These invasions were the beginning of more than 400 years of the Korean Peninsula’s suffering at the hands of foreign powers. They’re also the foundation of Korean grievances against the Japanese. Future Japanese rulers, including Hideyoshi’s successor, Tokugawa Ieyasu, sought to repair Japan’s relationship with Korea. But nothing Japan did in the intervening centuries erased the collective memory of struggle for the Korean people. A few decades after Hideyoshi’s invasions, the Korean Peninsula faced new depredations following the collapse of China’s Ming dynasty. Sixteenth-century Korea looked to China as both an economic and cultural center, while China looked at Korea as a loyal and dependent ally. Unfortunately for both, the costs of China’s defense of Korea from Japan exacerbated a brewing political crisis in present-day Manchuria.
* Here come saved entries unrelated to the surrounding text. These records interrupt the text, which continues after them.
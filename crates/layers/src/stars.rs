use foundation::math::Vec3;
use serde::{Deserialize, Serialize};

use crate::layer::{Layer, LayerId};

#[derive(Debug, Clone, Copy, PartialEq, Serialize, Deserialize)]
#[serde(default)]
pub struct StarfieldSettings {
    pub count: usize,
    /// Inner radius of the shell the stars are scattered over.
    pub radius: f64,
    /// Shell thickness; each star lies at `radius + U(0, spread)`.
    pub spread: f64,
    pub seed: u64,
}

impl Default for StarfieldSettings {
    fn default() -> Self {
        Self {
            count: 2000,
            radius: 80.0,
            spread: 10.0,
            seed: 0x5eed,
        }
    }
}

/// Background points, uniformly distributed in direction.
#[derive(Debug, Clone, PartialEq)]
pub struct StarLayer {
    id: LayerId,
    positions: Vec<Vec3>,
}

impl StarLayer {
    pub fn generate(id: u64, settings: &StarfieldSettings) -> Self {
        let mut rng = fastrand::Rng::with_seed(settings.seed);
        let positions = (0..settings.count)
            .map(|_| {
                let theta = rng.f64() * std::f64::consts::TAU;
                let phi = (2.0 * rng.f64() - 1.0).acos();
                let r = settings.radius + rng.f64() * settings.spread;
                Vec3::new(
                    r * phi.sin() * theta.cos(),
                    r * phi.sin() * theta.sin(),
                    r * phi.cos(),
                )
            })
            .collect();
        Self {
            id: LayerId(id),
            positions,
        }
    }

    pub fn positions(&self) -> &[Vec3] {
        &self.positions
    }

    pub fn flat_positions(&self) -> Vec<f32> {
        self.positions.iter().flat_map(|p| p.to_f32()).collect()
    }
}

impl Layer for StarLayer {
    fn id(&self) -> LayerId {
        self.id
    }

    fn vertex_count(&self) -> usize {
        self.positions.len()
    }
}

#[cfg(test)]
mod tests {
    use super::{StarLayer, StarfieldSettings};

    #[test]
    fn stars_fill_the_shell() {
        let settings = StarfieldSettings::default();
        let stars = StarLayer::generate(3, &settings);
        assert_eq!(stars.positions().len(), 2000);
        for p in stars.positions() {
            let r = p.length();
            assert!((80.0 - 1e-9..=90.0 + 1e-9).contains(&r), "radius {r}");
        }
        assert_eq!(stars.flat_positions().len(), 6000);
    }

    #[test]
    fn same_seed_same_sky() {
        let settings = StarfieldSettings {
            count: 16,
            ..StarfieldSettings::default()
        };
        let a = StarLayer::generate(3, &settings);
        let b = StarLayer::generate(3, &settings);
        assert_eq!(a, b);

        let reseeded = StarfieldSettings {
            seed: 7,
            ..settings
        };
        let c = StarLayer::generate(3, &reseeded);
        assert_ne!(a.positions(), c.positions());
    }
}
Groups of Jurchen tribesmen rebelled against Ming rule and would eventually declare their own Qing dynasty in 1636, leading to the Ming Emperor’s ouster in 1644.

But before the Qing ruled China, they invaded the Joseon kingdom – in retaliation for its loyalty to the Ming Emperor – and made an example of the Koreans. Korea never blamed this state of affairs, which would remain in place until 1895, on China. The Qing dynasty was always seen as fundamentally illegitimate, a barbarian usurpation of Confucian political power. In that sense, Korean attitudes toward China have always been softer than attitudes toward Japan, despite the fact that the Chinese and Japanese both viewed the Korean Peninsula as their sphere of influence – and used violence to keep it that way.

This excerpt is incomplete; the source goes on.